Problem requirements – All entries below are to be set down again, identical to the source.

• • • • • • •

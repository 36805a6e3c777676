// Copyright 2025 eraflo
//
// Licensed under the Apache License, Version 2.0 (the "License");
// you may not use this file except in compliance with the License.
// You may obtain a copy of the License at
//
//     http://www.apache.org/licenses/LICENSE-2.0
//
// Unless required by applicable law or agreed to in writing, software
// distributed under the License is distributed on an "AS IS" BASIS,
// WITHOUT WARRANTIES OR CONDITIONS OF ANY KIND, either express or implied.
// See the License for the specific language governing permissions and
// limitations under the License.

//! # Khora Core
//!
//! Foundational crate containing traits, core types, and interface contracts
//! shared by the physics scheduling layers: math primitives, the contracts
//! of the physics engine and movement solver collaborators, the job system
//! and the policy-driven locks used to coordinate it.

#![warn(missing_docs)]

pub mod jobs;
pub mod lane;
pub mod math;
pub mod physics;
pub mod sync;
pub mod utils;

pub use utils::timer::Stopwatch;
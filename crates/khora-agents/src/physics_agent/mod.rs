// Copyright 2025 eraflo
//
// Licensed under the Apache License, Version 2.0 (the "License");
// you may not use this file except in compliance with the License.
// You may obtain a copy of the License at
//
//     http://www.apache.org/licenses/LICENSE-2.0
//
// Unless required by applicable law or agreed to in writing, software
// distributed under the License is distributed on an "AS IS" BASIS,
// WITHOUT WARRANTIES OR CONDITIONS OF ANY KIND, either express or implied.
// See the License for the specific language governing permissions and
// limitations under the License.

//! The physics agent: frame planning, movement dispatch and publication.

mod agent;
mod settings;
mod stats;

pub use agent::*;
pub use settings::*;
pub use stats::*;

• • • • • • •

Answer section –
repository 36805a6e3c777676
// Copyright 2025 eraflo
//
// Licensed under the Apache License, Version 2.0 (the "License");
// you may not use this file except in compliance with the License.
// You may obtain a copy of the License at
//
//     http://www.apache.org/licenses/LICENSE-2.0
//
// Unless required by applicable law or agreed to in writing, software
// distributed under the License is distributed on an "AS IS" BASIS,
// WITHOUT WARRANTIES OR CONDITIONS OF ANY KIND, either express or implied.
// See the License for the specific language governing permissions and
// limitations under the License.

//! # Khora Core
//!
//! Foundational crate containing traits, core types, and interface contracts
//! shared by the physics scheduling layers: math primitives, the contracts
//! of the physics engine and movement solver collaborators, the job system
//! and the policy-driven locks used to coordinate it.

#![warn(missing_docs)]

pub mod jobs;
pub mod lane;
pub mod math;
pub mod physics;
pub mod sync;
pub mod utils;

pub use utils::timer::Stopwatch;
filename crates/khora-agents/src/physics_agent/mod.rs
// Copyright 2025 eraflo
//
// Licensed under the Apache License, Version 2.0 (the "License");
// you may not use this file except in compliance with the License.
// You may obtain a copy of the License at
//
//     http://www.apache.org/licenses/LICENSE-2.0
//
// Unless required by applicable law or agreed to in writing, software
// distributed under the License is distributed on an "AS IS" BASIS,
// WITHOUT WARRANTIES OR CONDITIONS OF ANY KIND, either express or implied.
// See the License for the specific language governing permissions and
// limitations under the License.

//! The physics agent: frame planning, movement dispatch and publication.

mod agent;
mod settings;
mod stats;

pub use agent::*;
pub use settings::*;
pub use stats::*;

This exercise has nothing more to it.